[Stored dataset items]
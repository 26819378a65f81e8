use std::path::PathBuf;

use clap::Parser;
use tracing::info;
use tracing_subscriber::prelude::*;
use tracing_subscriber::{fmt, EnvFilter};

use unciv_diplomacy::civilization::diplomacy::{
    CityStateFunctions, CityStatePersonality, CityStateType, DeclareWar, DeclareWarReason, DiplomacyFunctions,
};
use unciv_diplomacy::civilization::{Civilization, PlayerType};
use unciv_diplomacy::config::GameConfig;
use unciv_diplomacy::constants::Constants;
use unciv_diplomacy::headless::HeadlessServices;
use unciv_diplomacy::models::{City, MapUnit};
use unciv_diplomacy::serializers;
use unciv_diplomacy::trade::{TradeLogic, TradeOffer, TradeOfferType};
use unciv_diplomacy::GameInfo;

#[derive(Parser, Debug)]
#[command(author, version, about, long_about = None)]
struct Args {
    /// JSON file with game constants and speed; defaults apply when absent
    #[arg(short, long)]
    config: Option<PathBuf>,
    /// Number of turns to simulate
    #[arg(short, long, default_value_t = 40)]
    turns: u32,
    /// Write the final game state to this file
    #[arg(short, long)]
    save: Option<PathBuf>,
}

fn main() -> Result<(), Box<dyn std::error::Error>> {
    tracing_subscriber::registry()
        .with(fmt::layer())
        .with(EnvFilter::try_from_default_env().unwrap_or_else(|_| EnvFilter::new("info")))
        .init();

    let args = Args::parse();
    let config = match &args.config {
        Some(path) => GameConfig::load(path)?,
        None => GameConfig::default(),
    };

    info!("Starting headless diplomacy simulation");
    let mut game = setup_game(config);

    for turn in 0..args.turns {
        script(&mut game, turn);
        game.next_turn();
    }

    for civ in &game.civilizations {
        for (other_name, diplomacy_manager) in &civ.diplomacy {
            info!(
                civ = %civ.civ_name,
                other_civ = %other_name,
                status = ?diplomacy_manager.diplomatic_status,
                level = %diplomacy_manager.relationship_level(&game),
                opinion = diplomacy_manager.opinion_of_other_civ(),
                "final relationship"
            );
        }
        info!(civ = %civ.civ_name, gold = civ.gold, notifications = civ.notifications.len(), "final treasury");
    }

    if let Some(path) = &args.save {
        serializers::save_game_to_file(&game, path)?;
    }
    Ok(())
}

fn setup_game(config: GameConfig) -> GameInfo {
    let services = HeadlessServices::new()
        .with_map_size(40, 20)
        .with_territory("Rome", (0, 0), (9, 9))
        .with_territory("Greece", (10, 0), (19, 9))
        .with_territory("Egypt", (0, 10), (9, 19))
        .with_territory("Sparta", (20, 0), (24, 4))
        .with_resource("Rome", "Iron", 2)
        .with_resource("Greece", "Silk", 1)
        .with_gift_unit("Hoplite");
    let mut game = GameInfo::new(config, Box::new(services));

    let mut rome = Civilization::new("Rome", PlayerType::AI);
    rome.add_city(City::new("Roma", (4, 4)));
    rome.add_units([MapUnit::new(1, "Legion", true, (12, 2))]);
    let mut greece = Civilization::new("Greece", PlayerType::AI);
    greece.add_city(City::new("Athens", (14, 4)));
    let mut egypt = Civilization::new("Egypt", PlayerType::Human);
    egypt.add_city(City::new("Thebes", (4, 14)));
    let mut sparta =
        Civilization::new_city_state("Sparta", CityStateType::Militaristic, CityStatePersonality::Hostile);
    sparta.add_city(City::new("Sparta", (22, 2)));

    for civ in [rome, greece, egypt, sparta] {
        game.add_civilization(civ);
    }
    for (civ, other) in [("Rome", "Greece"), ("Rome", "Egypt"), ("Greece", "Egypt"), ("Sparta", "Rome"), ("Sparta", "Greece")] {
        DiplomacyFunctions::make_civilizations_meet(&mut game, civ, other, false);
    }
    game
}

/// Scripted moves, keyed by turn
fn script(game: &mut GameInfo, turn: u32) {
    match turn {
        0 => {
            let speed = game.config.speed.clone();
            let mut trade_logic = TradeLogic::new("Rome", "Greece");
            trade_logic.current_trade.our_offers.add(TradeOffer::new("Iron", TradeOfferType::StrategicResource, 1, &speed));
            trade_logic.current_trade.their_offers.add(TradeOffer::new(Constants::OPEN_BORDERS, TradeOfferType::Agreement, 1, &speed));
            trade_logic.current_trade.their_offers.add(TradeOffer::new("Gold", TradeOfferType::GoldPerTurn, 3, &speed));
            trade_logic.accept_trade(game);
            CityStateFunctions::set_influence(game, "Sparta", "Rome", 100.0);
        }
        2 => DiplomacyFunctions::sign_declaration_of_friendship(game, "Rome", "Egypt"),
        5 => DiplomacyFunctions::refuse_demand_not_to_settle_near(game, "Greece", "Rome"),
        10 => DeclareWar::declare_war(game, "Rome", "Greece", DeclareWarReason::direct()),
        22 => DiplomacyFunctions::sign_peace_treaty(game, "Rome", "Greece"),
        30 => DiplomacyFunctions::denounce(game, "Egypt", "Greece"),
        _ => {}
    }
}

→ Task brief
Whenever the string "TradeOffer" occurs in a line of the entries above, copy that line.

→ Answer box
use unciv_diplomacy::trade::{TradeLogic, TradeOffer, TradeOfferType};
            trade_logic.current_trade.our_offers.add(TradeOffer::new("Iron", TradeOfferType::StrategicResource, 1, &speed));
            trade_logic.current_trade.their_offers.add(TradeOffer::new(Constants::OPEN_BORDERS, TradeOfferType::Agreement, 1, &speed));
            trade_logic.current_trade.their_offers.add(TradeOffer::new("Gold", TradeOfferType::GoldPerTurn, 3, &speed));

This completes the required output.